# 2014 Shrine Sportsman Fishing tournament $10,000.00 purse



## Shrine Daddy

$10,000.00 Purse for the 10th Annual Shrine Sportsman Fishing Tournament. Sept. 19-20 2014 Matagorda Texas. You can fish anywhere on the coast just must be at weigh in line at 3:00 p.m. The 19th we will have a Captains meeting with food and drinks at the Firemans Hall in Matagorda. Look up all the rules at shrinesports.com


----------



## 10gajimmie

That's a big payout


----------



## V-Bottom

I was going to ask something about the weighin times but I'll lv. it alone!!


----------



## 10gajimmie

Looks like 3pm


----------



## Backlashed (Again)

Always a good time with the Shriners!
These guys do great work.


----------



## mredman1

*shriners*

Sounds like everyone wins!
Mike


----------



## 10gajimmie

Can't weight


----------



## Tortuga

http://arabiashrinesportsmen.com/docs/10th ArabianFishPoster 2014.pdf


----------



## 10gajimmie

Who is going


----------



## 10gajimmie

I'll be there


----------



## Shrine Daddy

*17 Days*

We have seventeen days left and the tournament is filling up fast. We think this will be the best one yet.
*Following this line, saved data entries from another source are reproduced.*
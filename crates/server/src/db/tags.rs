use sqlx::PgPool;
use thiserror::Error;
use utils::api::tags::Tag;
use uuid::Uuid;

#[derive(Debug, Error)]
pub enum TagError {
    #[error("tag `{0}` already exists")]
    Conflict(String),
    #[error("unknown tag ids")]
    UnknownTag,
    #[error(transparent)]
    Database(#[from] sqlx::Error),
}

pub struct TagRepository<'a> {
    pool: &'a PgPool,
}

impl<'a> TagRepository<'a> {
    pub fn new(pool: &'a PgPool) -> Self {
        Self { pool }
    }

    pub async fn list(&self) -> Result<Vec<Tag>, TagError> {
        let tags = sqlx::query_as::<_, Tag>(
            "SELECT id, name, color, created_by, created_at FROM tags ORDER BY name ASC",
        )
        .fetch_all(self.pool)
        .await?;
        Ok(tags)
    }

    pub async fn for_task(&self, task_id: Uuid) -> Result<Vec<Tag>, TagError> {
        let tags = sqlx::query_as::<_, Tag>(
            r#"
            SELECT tg.id, tg.name, tg.color, tg.created_by, tg.created_at
            FROM task_tags tt
            JOIN tags tg ON tg.id = tt.tag_id
            WHERE tt.task_id = $1
            ORDER BY tg.name ASC
            "#,
        )
        .bind(task_id)
        .fetch_all(self.pool)
        .await?;
        Ok(tags)
    }

    pub async fn create(&self, name: &str, color: &str, created_by: Uuid) -> Result<Tag, TagError> {
        sqlx::query_as::<_, Tag>(
            r#"
            INSERT INTO tags (name, color, created_by)
            VALUES ($1, $2, $3)
            RETURNING id, name, color, created_by, created_at
            "#,
        )
        .bind(name)
        .bind(color)
        .bind(created_by)
        .fetch_one(self.pool)
        .await
        .map_err(|error| {
            if super::violated_constraint(&error) == Some("tags_name_key") {
                return TagError::Conflict(name.to_string());
            }
            TagError::from(error)
        })
    }

    /// Replaces the tag set of a task; every id must exist.
    pub async fn replace_for_task(
        &self,
        task_id: Uuid,
        tag_ids: &[Uuid],
    ) -> Result<Vec<Tag>, TagError> {
        let mut unique = tag_ids.to_vec();
        unique.sort_unstable();
        unique.dedup();

        let mut tx = self.pool.begin().await?;

        let known = sqlx::query_scalar::<_, i64>("SELECT COUNT(*) FROM tags WHERE id = ANY($1)")
            .bind(&unique)
            .fetch_one(&mut *tx)
            .await?;
        if known != unique.len() as i64 {
            return Err(TagError::UnknownTag);
        }

        sqlx::query("DELETE FROM task_tags WHERE task_id = $1")
            .bind(task_id)
            .execute(&mut *tx)
            .await?;

        sqlx::query(
            r#"
            INSERT INTO task_tags (task_id, tag_id)
            SELECT $1, tag_id FROM UNNEST($2::uuid[]) AS tag_id
            "#,
        )
        .bind(task_id)
        .bind(&unique)
        .execute(&mut *tx)
        .await?;

        tx.commit().await?;
        self.for_task(task_id).await
    }
}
Great food, drinks, and the best prize money around. The only thing else you need to hear is "fish on". The Shriners thank you.


----------



## RudyTxDeer

Is this a one or two day tournament?


----------



## Shrine Daddy

*1 Day*

This is a one day tournament, with Captains meeting on Friday the 19th, and the tournament on the 20th. All information can be found at www.shrinesports.com.


----------



## Shrine Daddy

The tournament is still on for tommorow. If their is an adjustment to start time it will be addressed at the Capt's meeting. Some weather forecast are showing pretty decent weather. See you at the meeting.
Chris


----------